With the deadline to show the steps taken to combat terrorism looming over Pakistan, the Financial Action Task Force (FATF), which monitors international money laundering, does not seem hopeful of the country escaping the blacklist.
The FATF will next week make a decision over moving Pakistan from the greylist to the blacklist.
The statement comes in the backdrop of the Asia/Pacific Group on Money Laundering (APG) report on terror-financing and money laundering, on which Pakistan scored poorly.
The parameters for the measurement were 'Effectiveness and Technical Compliance Ratings', comprising of 10 categories and 40 in 'Technical Compliance Ratings'.
The APG report card read: "With the exception of some recent actions discussed in detail below, Pakistan has not taken sufficient measures to fully implement UNSCR 1267 obligations against all listed individuals and entities - especially those associated with Lashkar-e-Tayyiba (LeT)/Jamaat-ud-Dawa (JuD), and Falah-i-Insaniat Foundation (FIF) as well as the groups' leader Hafiz Saeed."
In the effectiveness categories, Pakistan scored 'low' in nine out of ten and 'moderate' in one. In addition to this, they were found 'compliant' in only one category in the 'Technical Compliance', non-compliant in four categories, partially compliant in 26 categories and largely complaint in nine categories, according to an India Today report.
The report also said: "Despite being listed by the UNSCR 1267 Committee in 2008 (JuD) and 2012 (FIF), before February 2018, JuD/FIF openly operated in Pakistan, including holding public rallies and fundraising events. Numerous Pakistani media reports showed FIF raising funds ostensibly for humanitarian relief, as well as operating a large ambulance fleet, which calls into question whether the prohibition on providing funds and financial services was being fully implemented."
The report went on to read that in February 2018, Pakistan passed the Anti-Terrorism (Amendment) Ordinance 2018, which amended the ATA to automatically proscribe individuals and entities listed at the United Nations.

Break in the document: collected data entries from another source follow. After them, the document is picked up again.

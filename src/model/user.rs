use serde::{Deserialize, Serialize};

#[cfg(feature = "server")]
use utoipa::ToSchema;

#[derive(Serialize, Deserialize, Clone, Debug, PartialEq)]
#[cfg_attr(feature = "server", derive(ToSchema))]
pub struct UserDto {
    #[serde(with = "crate::model::id::u64_string")]
    #[cfg_attr(feature = "server", schema(value_type = String))]
    pub discord_id: u64,
    pub name: String,
    pub admin: bool,
}

#[derive(Serialize, Deserialize, Clone, Debug, PartialEq)]
#[cfg_attr(feature = "server", derive(ToSchema))]
pub struct PaginatedUsersDto {
    pub users: Vec<UserDto>,
    pub total: u64,
    pub page: u64,
    pub per_page: u64,
    pub total_pages: u64,
}
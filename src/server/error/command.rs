use thiserror::Error;

use crate::server::error::{store::StoreError, AppError};

/// Reply shown for any failure whose details must stay in the logs.
pub const GENERIC_FAILURE_MESSAGE: &str = "Something went wrong while running this interaction.";

/// Errors returned by bot interaction handlers.
///
/// The dispatcher splits them into expected errors, whose message is shown to the
/// user as is, and unexpected errors, which are logged and replaced with
/// [`GENERIC_FAILURE_MESSAGE`].
#[derive(Error, Debug)]
pub enum CommandError {
    /// Caused by the user's input; the message is the reply.
    #[error("{0}")]
    User(String),

    /// Service layer error. Expected only for `BadRequest`, `NotFound` and `Conflict`.
    #[error(transparent)]
    App(#[from] AppError),

    /// Discord API call made by the handler failed.
    #[error(transparent)]
    Discord(#[from] Box<serenity::Error>),

    /// Third-party HTTP lookup failed.
    #[error(transparent)]
    Http(#[from] reqwest::Error),

    /// Key-value store failure.
    #[error(transparent)]
    Store(#[from] StoreError),
}

impl CommandError {
    pub fn user(message: impl Into<String>) -> Self {
        Self::User(message.into())
    }

    pub fn is_expected(&self) -> bool {
        match self {
            Self::User(_) => true,
            Self::App(err) => err.is_expected(),
            Self::Discord(_) | Self::Http(_) | Self::Store(_) => false,
        }
    }

    /// Whether the service layer refused the input before acting on it.
    ///
    /// The dispatcher hands back the cooldown of such a call, so a typo in a form does
    /// not lock the user out.
    pub fn is_rejected_input(&self) -> bool {
        matches!(self, Self::App(AppError::BadRequest(_)))
    }

    /// Text to reply with when this error ends an interaction.
    pub fn user_message(&self) -> String {
        if self.is_expected() {
            self.to_string()
        } else {
            GENERIC_FAILURE_MESSAGE.to_string()
        }
    }
}

impl From<serenity::Error> for CommandError {
    fn from(err: serenity::Error) -> Self {
        Self::Discord(Box::new(err))
    }
}

impl From<sea_orm::DbErr> for CommandError {
    fn from(err: sea_orm::DbErr) -> Self {
        Self::App(AppError::DbErr(err))
    }
}
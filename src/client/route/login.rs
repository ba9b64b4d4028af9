use dioxus::prelude::*;
use dioxus_free_icons::{icons::fa_brands_icons::FaDiscord, Icon};

use crate::client::{
    component::{LoadingPage, Page},
    constant::SITE_NAME,
    model::auth::AuthState,
    router::Route,
};

/// Landing page for anonymous visitors. Logged in users are sent straight home.
#[component]
pub fn Login() -> Element {
    let auth = use_context::<Signal<AuthState>>();
    let nav = navigator();

    use_effect(move || {
        if auth.read().user().is_some() {
            nav.replace(Route::Home {});
        }
    });

    let check_failed = match auth() {
        AuthState::Initializing | AuthState::Authenticated(_) => {
            return rsx! { LoadingPage {} };
        }
        AuthState::Error(err) => Some(err.message),
        AuthState::NotLoggedIn => None,
    };

    rsx! {
        Title { "Login | {SITE_NAME}" }
        Page {
            class: "hero",
            div {
                class: "hero-content flex-col text-center gap-6",
                h1 { class: "text-4xl font-bold", {SITE_NAME} }
                p {
                    class: "max-w-md opacity-70",
                    "Edit your community profile and follow the feedback you sent through the bot."
                }
                if let Some(message) = check_failed {
                    div { role: "alert", class: "alert alert-warning", "{message}" }
                }
                a {
                    href: "/api/auth/login",
                    class: "btn btn-primary gap-2",
                    Icon { width: 24, height: 24, icon: FaDiscord }
                    "Login with Discord"
                }
            }
        }
    }
}
//! SeaORM entity models for the Wren database schema.

pub mod prelude;

pub mod feedback;
pub mod phrase;
pub mod profile;
pub mod social;
pub mod user;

"Immediately, following the adoption of this amendment, Pakistan seized numerous articles of property (both moveable and non-moveable - see below) belonging to JuD/FIF, after minimal actions had been taken prior to this point," it added.
"However, the ordinance's duration was limited to 120 days (and is thus expired) and was not renewed or permanently adopted into law. It is not clear why Pakistan decided to make UN-designated entities automatically proscribed for 120 days given that during the onsite visit authorities stated that this Ordinance was never necessary in order to implement Pakistan's UNSCR 1267 obligations," it read.
"Pakistan's recent efforts to fully implement UNSCR 1267 against JuD/FIF were further challenged by a Lahore High Court interim order in April 2018, which prevented the authorities from interfering with the "charitable institutions" of JuD/FIF, despite their status as UN-listed organizations," the report said.
While blacklisting Pakistan could strength India's position, it will be a difficult task since Xiangmin Liu belonging to the People's Bank of China has taken over as the president of the FATF and the friendship between Pakistan and China is no secret.
In August, the FATF's Asia Pacific sub-group had placed Pakistan in the "enhanced blacklist" for its failure to meet global standards. The APG conducted a meeting at Canberra in Australia on Thursday, August 22, regarding a five-year mutual evaluation of Pakistan's progress on upgrading its systems in areas of financial and insurance services and sectors.